I will give but one quotation, and the reader can judge for himself therefrom whether it does not look like an extract "made in Morwenstow." Mr. Hawker says: —

"On the fly-leaves of an old account book the following strange statement appears: 'June 23rd, 1764. To-day, at bright noon, I looked up and saw all at once a stranger standing on the turf, just above my block. He was dressed like an old picture I remember in the windows of S. Neot's Church, in a long brown garment, with a girdle; and his head was uncovered and grizzled with long hair. He spoke to me, and he said in a low, clear voice, "Daniel, that work is hard!" I wondered that he should know my name, and I answered, "Yes, sir; but I am used to it and don't mind it, for the sake of the faces at home." Then he said, sounding his words like a psalm, "Man goeth forth to his work and to his labour until the evening. When will it be night with Daniel Gumb?" I began to feel queer; it seemed to me that there was something awful about the unknown man. I even shook. Then he said again, "Fear nothing. The happiest man in all the earth is he that wins his daily bread by his daily sweat, if he will but fear God and do man no wrong." I bent down my head like any one dumbfounded, and I greatly wondered who this strange appearance could be. He was not like a preacher, for he looked me full in the face; nor a bit like a parson, for he seemed very meek and kind. I began to think it was a spirit, only such ones always come by night, and here was I at noonday and at work. So I made up my mind to drop my hammer and step up and ask his name right out. But when I looked up he was gone, and that clear out of my sight, on the bare, wide moor, suddenly.'"
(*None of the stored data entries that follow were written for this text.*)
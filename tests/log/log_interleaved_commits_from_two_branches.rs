use crate::common::command::{
    commit_file, git_checkout, git_merge_with_timestamp, init_repository_dir,
    run_bitread_command,
};
use assert_fs::TempDir;
use pretty_assertions::assert_eq;
use rstest::rstest;

#[rstest]
fn log_interleaved_commits_from_two_branches(
    init_repository_dir: TempDir,
) -> Result<(), Box<dyn std::error::Error>> {
    let dir = init_repository_dir.path();

    commit_file(dir, "base.txt", "Base", "2023-01-01 10:00:00 +0000");
    git_checkout(dir, &["-b", "topic"]);
    git_checkout(dir, &["master"]);

    // alternate between the branches, one hour apart
    for hour in 11..=16 {
        let branch = if hour % 2 == 1 { "master" } else { "topic" };
        git_checkout(dir, &[branch]);
        commit_file(
            dir,
            &format!("{branch}-{hour}.txt"),
            &format!("{branch} at {hour}"),
            &format!("2023-01-01 {hour}:00:00 +0000"),
        );
    }
    git_checkout(dir, &["master"]);
    git_merge_with_timestamp(dir, &["topic"], "Merge topic", "2023-01-01 17:00:00 +0000");

    let output = run_bitread_command(dir, &["log", "--oneline"])
        .assert()
        .success();
    let stdout = String::from_utf8(output.get_output().stdout.clone())?;

    let subjects = stdout
        .lines()
        .map(|line| line.split_once(' ').map(|(_, subject)| subject).unwrap_or(""))
        .collect::<Vec<_>>();

    assert_eq!(
        subjects,
        vec![
            "Merge topic",
            "topic at 16",
            "master at 15",
            "topic at 14",
            "master at 13",
            "topic at 12",
            "master at 11",
            "Base",
        ]
    );

    Ok(())
}
//! Read-only access to a Git object store
//!
//! `bitread` opens an existing repository, resolves `HEAD`, decodes loose
//! commit objects and walks their ancestry newest-authored-first:
//!
//! ```no_run
//! use bitread::areas::repository::Repository;
//!
//! let repository = Repository::open(".")?;
//! for commit in repository.head_history()? {
//!     let commit = commit?;
//!     println!("{} {}", commit.oid().to_short_oid(), commit.short_message());
//! }
//! # Ok::<(), bitread::errors::Error>(())
//! ```
//!
//! - `areas`: the repository handle, object database and refs
//! - `artifacts`: object types, the history walker and output helpers
//! - `commands`: the `bitread` subcommands
//! - `errors`: the error taxonomy of the library

pub mod areas;
pub mod artifacts;
pub mod commands;
pub mod errors;

/// How `log` renders each commit
#[derive(Debug, Clone, Copy, PartialEq, Eq, Default, clap::ValueEnum)]
pub enum CommitDisplayFormat {
    /// Hash, author, date and indented message
    #[default]
    Medium,
    /// Hash and first message line
    #[value(name = "oneline")]
    OneLine,
}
Now, in the first place, no trace or tidings of these notes so treasured up by the family are to be found in the parish of Linkinhorne, to which Gumb and his wife belonged.

In the second place, Mr. Hawker makes Daniel remark that his mysterious visitant was not like a Dissenting preacher because he looked him straight in the face, and this is significantly like a remark Hawker often made with regard to these gentry.

Another of these pretended notes refers to the finding of a fossil fish embedded in granite. This alone suffices to wake suspicion that the extracts are not genuine. Fossils never have been found in granite, and never will be. But Hawker himself did not know this, as he was totally ignorant of the first principles of geology.